Lo specchio come simbolo dell’identità
…chi è la più bella del reame? Allo specchio una domanda per avere un’unica risposta, una conferma. Uno specchio d’acqua, il riflesso di un viso bellissimo e Narciso si innamora di sé.
Favole, leggende raccontano emozioni reali, moti dell’animo umano che possono alterare l’equilibrio interiore e sovvertire la logica del pensiero.
Narcisismo e percezione della realtà
La realtà, per i tanti narcisi che transitano per le strade di questo mondo, cambia aspetto, appare dominabile perché sbiadita rispetto a tanta grandezza di sé stessi.
Lo specchio, che sia fisico o dell’anima, è lo strumento per esaltare la vanità, per dare vita ad un corpo che altrimenti sarebbe non visibile.
Il mito della bellezza eterna
Si è disposti a tutto per mantenere giovane, attraente quella figura che lo specchio rimanda e per questo si può arrivare a vendere l’anima.
Così racconta Oscar Wilde del suo protagonista: Dorian Gray è un giovane uomo di straordinaria bellezza che nutre un rapporto di sé di pura ammirazione estetica e nello stesso tempo di terrore per la decadenza fisica.
Il quadro diventerà lo specchio della sua anima e della sua coscienza, l’immagine del lato oscuro annidato in un corpo angelico.
Faust e il desiderio di potere
L’esaltazione di un ego insaziabile può portare a stringere un patto col diavolo come il Faust di Johann Wolfgang von Goethe.
Narciso è innamorato della propria immagine riflessa, Faust è innamorato della propria volontà di potenza e della propria sete di conoscenza infinita.
Non può esserci un lieto fine: Narciso, schiavo del suo ego, muore perché non può possedere ciò che ama; Dorian distruggerà il quadro e sé stesso; Faust, invece, troverà una redenzione finale.
Dal mito ai social network
Dallo specchio d’acqua allo schermo dello smartphone dal quale appaiono folle umane che si esibiscono per un like.
Occasione di uscire dall’anonimato, occasione di rendersi visibili… a chi?
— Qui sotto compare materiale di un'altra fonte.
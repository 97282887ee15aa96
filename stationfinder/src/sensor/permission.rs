//! Per-sensor permission state.
//!
//! # State Machine
//!
//! ```text
//! NotRequested --request--> Requested --granted--> Granted
//!                               │
//!                               └──denied/timeout──> Denied --re-ask--> Requested
//! ```
//!
//! Transitions only move forward, except that an explicit re-ask may move
//! `Denied` back to `Requested`.

use super::types::SensorKind;

/// Permission state for one sensor kind.
#[derive(Debug, Clone, Copy, PartialEq, Eq, Default)]
pub enum PermissionState {
    #[default]
    NotRequested,
    Requested,
    Granted,
    Denied,
}

impl std::fmt::Display for PermissionState {
    fn fmt(&self, f: &mut std::fmt::Formatter<'_>) -> std::fmt::Result {
        match self {
            PermissionState::NotRequested => write!(f, "not-requested"),
            PermissionState::Requested => write!(f, "requested"),
            PermissionState::Granted => write!(f, "granted"),
            PermissionState::Denied => write!(f, "denied"),
        }
    }
}

/// Tracks the permission lifecycle of one sensor.
#[derive(Debug, Clone)]
pub struct PermissionTracker {
    kind: SensorKind,
    state: PermissionState,
}

impl PermissionTracker {
    pub fn new(kind: SensorKind) -> Self {
        Self {
            kind,
            state: PermissionState::NotRequested,
        }
    }

    pub fn kind(&self) -> SensorKind {
        self.kind
    }

    pub fn state(&self) -> PermissionState {
        self.state
    }

    pub fn is_granted(&self) -> bool {
        self.state == PermissionState::Granted
    }

    /// Enter `Requested`.
    ///
    /// Returns `false` when no prompt is needed because access is already
    /// granted.
    pub fn begin_request(&mut self) -> bool {
        match self.state {
            PermissionState::Granted => false,
            PermissionState::NotRequested
            | PermissionState::Denied
            | PermissionState::Requested => {
                self.state = PermissionState::Requested;
                true
            }
        }
    }

    /// Record the platform's answer to a pending request.
    pub fn resolve(&mut self, granted: bool) -> PermissionState {
        if self.state != PermissionState::Requested {
            tracing::warn!(
                sensor = %self.kind,
                state = %self.state,
                "Permission answer without pending request ignored"
            );
            return self.state;
        }

        let old = self.state;
        self.state = if granted {
            PermissionState::Granted
        } else {
            PermissionState::Denied
        };
        tracing::info!(sensor = %self.kind, from = %old, to = %self.state, "Permission resolved");
        self.state
    }
}

#[cfg(test)]
mod tests {
    use super::*;

    #[test]
    fn test_request_then_grant() {
        let mut t = PermissionTracker::new(SensorKind::Location);
        assert_eq!(t.state(), PermissionState::NotRequested);
        assert!(t.begin_request());
        assert_eq!(t.state(), PermissionState::Requested);
        assert_eq!(t.resolve(true), PermissionState::Granted);
        assert!(t.is_granted());
    }

    #[test]
    fn test_granted_needs_no_prompt() {
        let mut t = PermissionTracker::new(SensorKind::Compass);
        t.begin_request();
        t.resolve(true);
        assert!(!t.begin_request());
        assert_eq!(t.state(), PermissionState::Granted);
    }

    #[test]
    fn test_denied_can_be_reasked() {
        let mut t = PermissionTracker::new(SensorKind::Compass);
        t.begin_request();
        assert_eq!(t.resolve(false), PermissionState::Denied);
        assert!(t.begin_request());
        assert_eq!(t.state(), PermissionState::Requested);
        assert_eq!(t.resolve(true), PermissionState::Granted);
    }

    #[test]
    fn test_resolve_without_request_ignored() {
        let mut t = PermissionTracker::new(SensorKind::Location);
        assert_eq!(t.resolve(true), PermissionState::NotRequested);

        t.begin_request();
        t.resolve(true);
        // A late "denied" cannot move Granted backwards
        assert_eq!(t.resolve(false), PermissionState::Granted);
    }
}
//! Navigation session lifecycle and progress tracking.
//!
//! # State Machine
//!
//! ```text
//!            start(station)
//!   (none) ───────────────► Planning ──route ok──► Active ──within arrival──► Arrived
//!                              │                     │                          │
//!                              └─route failed        └────────── stop() ────────┴──► Cancelled (discarded)
//!                                (stays Planning)
//! ```
//!
//! Starting a new session while one exists tears down the old route overlay
//! and voice queue first. The location subscription is shared with follow
//! mode through the [`TrackingConsumer::Navigation`] claim, so a restart
//! reuses the open watch instead of opening a second one.

use std::sync::Arc;
use std::time::Duration;

use super::directions::DirectionsService;
use super::session::{NavigationSession, SessionState};
use super::voice::VoiceAnnouncer;
use crate::config::NavigationConfig;
use crate::error::{DirectionsError, NavigationError};
use crate::geo::LatLng;
use crate::map::{CameraUpdate, LayerId, MapCommand, MapSurface};
use crate::sensor::{FusedFix, SensorFusionEngine, TrackingConsumer};
use crate::station::{Station, StationId};

/// Outcome of feeding one fused fix into an active session.
#[derive(Debug, Clone, PartialEq)]
pub struct ProgressUpdate {
    pub distance_remaining_m: f64,
    pub eta_minutes: u32,
    pub step_index: usize,
    /// The step index moved forward on this fix.
    pub advanced: bool,
    /// The session crossed the arrival threshold on this fix.
    pub arrived: bool,
}

/// Owns the (at most one) [`NavigationSession`].
pub struct NavigationSessionController {
    config: NavigationConfig,
    route_timeout: Duration,
    directions: Arc<dyn DirectionsService>,
    voice: VoiceAnnouncer,
    session: Option<NavigationSession>,
}
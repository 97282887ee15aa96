//! Helpers shared by the subcommands.

use std::path::{Path, PathBuf};

use stationfinder::config::{ConfigFile, EngineConfig};

use crate::error::CliError;

/// The explicit `--config` path, or `~/.stationfinder/config.ini`.
pub fn config_path(explicit: Option<&Path>) -> Result<PathBuf, CliError> {
    match explicit {
        Some(path) => Ok(path.to_path_buf()),
        None => Ok(ConfigFile::default_path()?),
    }
}

/// Load configuration, using defaults when no file exists.
pub fn load_config(explicit: Option<&Path>) -> Result<EngineConfig, CliError> {
    let path = config_path(explicit)?;
    Ok(ConfigFile::load_or_default(&path)?)
}

/// Human-readable distance: meters below a kilometer, otherwise km.
pub fn format_distance(meters: f64) -> String {
    if meters < 1_000.0 {
        format!("{:.0} m", meters)
    } else {
        format!("{:.1} km", meters / 1_000.0)
    }
}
A sé stessi o agli altri?
Ad entrambi, perché in ciascuno si annida un Narciso che, a seconda dell’entità, diventerà il nemico con il quale confrontarsi.
Il narcisismo nella società contemporanea
Sapere che il proprio corpo si propaga in rete eccita la fantasia, regala istanti di agognato protagonismo, soddisfa l’istinto di dominio.
Le conseguenze sono inevitabili: c’è chi domina, chi subisce, chi resta senza voce.
In rete il narcisismo si infiltra come un virus, colpendo soprattutto i più fragili: bambini, adolescenti, persone facilmente influenzabili.
Narcisismo e potere nella storia
Una platea di tal genere è pronta a mobilitarsi, diventa un esercito armato da fanatismo ideologico e idolatria verso il leader.
Attraverso i secoli si sono susseguiti personaggi che hanno sconvolto la storia: Napoleone Bonaparte, Adolf Hitler, Joseph Stalin.
Figure che, in forme diverse, hanno nutrito il proprio ego attraverso il dominio sugli altri.
Dalla fiaba alla realtà
Lo specchio, in tempi odierni, è tornato a riflettere volti deturpati dal desiderio di possesso, dal culto della personalità, dalla smania di controllo e di potere.
Quando dallo specchio delle “brame” la risposta non è quella voluta, la reazione può diventare distruttiva: una mela avvelenata può uccidere Biancaneve, una guerra può devastare intere popolazioni.
Così finisce la fiaba e inizia la storia.